The Silver-Studded Blue Butterfly Post



If there's one thing I love almost as much (perhaps even more) than a blue flower, it's a blue butterfly: from the smallest of small blues to the largest of large blues, and including the common blue, holly blue and the brilliant Adonis blue, I find them all extraordinarily beautiful to behold (even if only ever seen in photographs).    

I think my favourite, however, is the silver-studded blue (Plebejus argus), found gaily dancing amongst the heather during the long summer months and befriending the black ants that protect their eggs and larval young. Although the females are far less splendid than the male - blueness giving way to a drab brown colour - they do retain the distinct silver spots on their hindwings.
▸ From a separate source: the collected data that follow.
//! Transport boundary.
//!
//! The platform layer that actually talks to the accessory implements
//! [`AccessoryTransport`]. Opening a session yields [`SessionChannels`] for
//! output and a [`SessionEvents`] sender through which the platform reports
//! readable data, free output capacity and stream failures.
//!
//! # Architecture
//!
//! ```text
//! ┌────────────────┐   open_session    ┌──────────────────┐
//! │ StreamSession  │──────────────────►│ AccessoryTransport│
//! │                │◄── write/close ───│ SessionChannels   │
//! │                │                   │                   │
//! │   (reactor)    │◄── SessionEvents ─│ platform stream   │
//! └────────────────┘   StreamEvent     └──────────────────┘
//! ```
//!
//! # Modules
//!
//! | Module | Description |
//! |--------|-------------|
//! | `memory` | In-process transport with a scriptable peer |

// ============================================================================
// Submodules
// ============================================================================

/// In-process transport with a scriptable peer.
pub mod memory;

// ============================================================================
// Imports
// ============================================================================

use std::io::{self, Write};

use tokio::sync::mpsc;

use crate::accessory::Accessory;
use crate::identifiers::SessionId;

// ============================================================================
// Re-exports
// ============================================================================

pub use memory::{MemoryPeer, MemoryTransport};

// ============================================================================
// StreamEvent
// ============================================================================

/// Event reported by an open session's streams.
#[derive(Debug, Clone, PartialEq, Eq)]
pub enum StreamEvent {
    /// Both channels finished opening.
    OpenCompleted,
    /// The input channel produced bytes.
    Received(Vec<u8>),
    /// The output channel can accept up to this many bytes.
    SpaceAvailable(usize),
    /// The stream failed.
    ErrorOccurred(String),
    /// The remote end closed the stream.
    EndEncountered,
}

/// A [`StreamEvent`] tagged with the session that produced it.
#[derive(Debug, Clone, PartialEq, Eq)]
pub struct SessionSignal {
    /// Session that emitted the event.
    pub session_id: SessionId,
    /// The event itself.
    pub event: StreamEvent,
}

// ============================================================================
// SessionEvents
// ============================================================================

/// Event sender bound to one session.
///
/// Handed to [`AccessoryTransport::open_session`]; the platform keeps it for
/// as long as the streams are alive.
#[derive(Debug, Clone)]
pub struct SessionEvents {
    session_id: SessionId,
    tx: mpsc::UnboundedSender<SessionSignal>,
}

impl SessionEvents {
    pub(crate) fn new(session_id: SessionId, tx: mpsc::UnboundedSender<SessionSignal>) -> Self {
        Self { session_id, tx }
    }

    /// Returns the session these events belong to.
    #[inline]
    #[must_use]
    pub fn session_id(&self) -> SessionId {
        self.session_id
    }

    /// Emits an event. Returns `false` if the reactor has stopped.
    pub fn emit(&self, event: StreamEvent) -> bool {
        self.tx
            .send(SessionSignal {
                session_id: self.session_id,
                event,
            })
            .is_ok()
    }

    /// Reports bytes read from the input channel.
    #[inline]
    pub fn received(&self, bytes: impl Into<Vec<u8>>) -> bool {
        self.emit(StreamEvent::Received(bytes.into()))
    }

    /// Reports free capacity on the output channel.
    #[inline]
    pub fn space_available(&self, capacity: usize) -> bool {
        self.emit(StreamEvent::SpaceAvailable(capacity))
    }

    /// Reports a stream failure.
    #[inline]
    pub fn error(&self, message: impl Into<String>) -> bool {
        self.emit(StreamEvent::ErrorOccurred(message.into()))
    }

    /// Reports that the remote end closed the stream.
    #[inline]
    pub fn end(&self) -> bool {
        self.emit(StreamEvent::EndEncountered)
    }
}

// ============================================================================
// Traits
// ============================================================================

/// Output side of an open session.
///
/// `write` follows [`io::Write`] semantics: it may accept fewer bytes than
/// offered, `Ok(0)` or [`io::ErrorKind::WouldBlock`] mean no capacity right
/// now.
pub trait SessionChannels: Write + Send {
    /// Tears down both input and output channels.
    fn close(&mut self);
}

/// Opens byte-stream sessions on attached accessories.
pub trait AccessoryTransport: Send {
    /// Binds input and output channels for `protocol` on `accessory`.
    ///
    /// # Errors
    ///
    /// Returns the transport's error if the channels cannot be bound.
    fn open_session(
        &mut self,
        accessory: &Accessory,
        protocol: &str,
        events: SessionEvents,
    ) -> io::Result<Box<dyn SessionChannels>>;
}

// ============================================================================
// Tests
// ============================================================================
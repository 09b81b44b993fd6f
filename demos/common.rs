//! Shared utilities for demos.
//!
//! Provides common functionality used across all demos:
//! - Command-line argument parsing
//! - Logging initialization
//! - A ready-made in-memory accessory

#![allow(dead_code)]

// ============================================================================
// Imports
// ============================================================================

use classic_serial::Accessory;
use tracing_subscriber::EnvFilter;

// ============================================================================
// Constants
// ============================================================================

/// Protocol string every demo declares.
pub const PROTOCOL: &str = "com.example.serial";

// ============================================================================
// Types
// ============================================================================

/// Command-line arguments for demos.
#[derive(Debug, Clone)]
pub struct Args {
    pub debug: bool,
}

impl Args {
    /// Parse command-line arguments.
    pub fn parse() -> Self {
        let args: Vec<String> = std::env::args().collect();
        Self {
            debug: args.iter().any(|a| a == "--debug"),
        }
    }
}

// ============================================================================
// Functions
// ============================================================================

/// Initialize tracing/logging.
pub fn init_logging(debug: bool) {
    let filter = if debug {
        "classic_serial=debug"
    } else {
        "classic_serial=info"
    };

    tracing_subscriber::fmt()
        .with_env_filter(EnvFilter::new(filter))
        .with_target(false)
        .init();
}

/// A barcode scanner speaking [`PROTOCOL`].
pub fn scanner(id: u64) -> Accessory {
    Accessory::new(id, "Barcode Scanner")
        .with_protocol(PROTOCOL)
        .with_manufacturer("Example Corp")
        .with_model_number("BS-200")
        .with_serial_number(format!("SN-{id:04}"))
        .with_firmware_revision("1.4.2")
        .with_hardware_revision("B")
}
Of course, numbers of both sexes have undergone a major decline during recent decades across most of its (restricted) range in the UK, thanks to all the usual causes; habitat loss, agricultural practice, landscape development, etc.
  
This, to me at least, is a genuinely depressing fact. I really don't think I would want to live in a world without blue butterflies, blue flowers, blue birds, and what Lawrence terms the blueness of the Greater Day that, in a sense, these things embody and symbolise, existing as they do beyond the everyday beauty of things that belong solely to the yellow sun.  


See: D. H. Lawrence, 'The Flying-Fish', Appendix II, St. Mawr and Other Stories, ed. Brian Finney, (Cambridge University Press, 1983).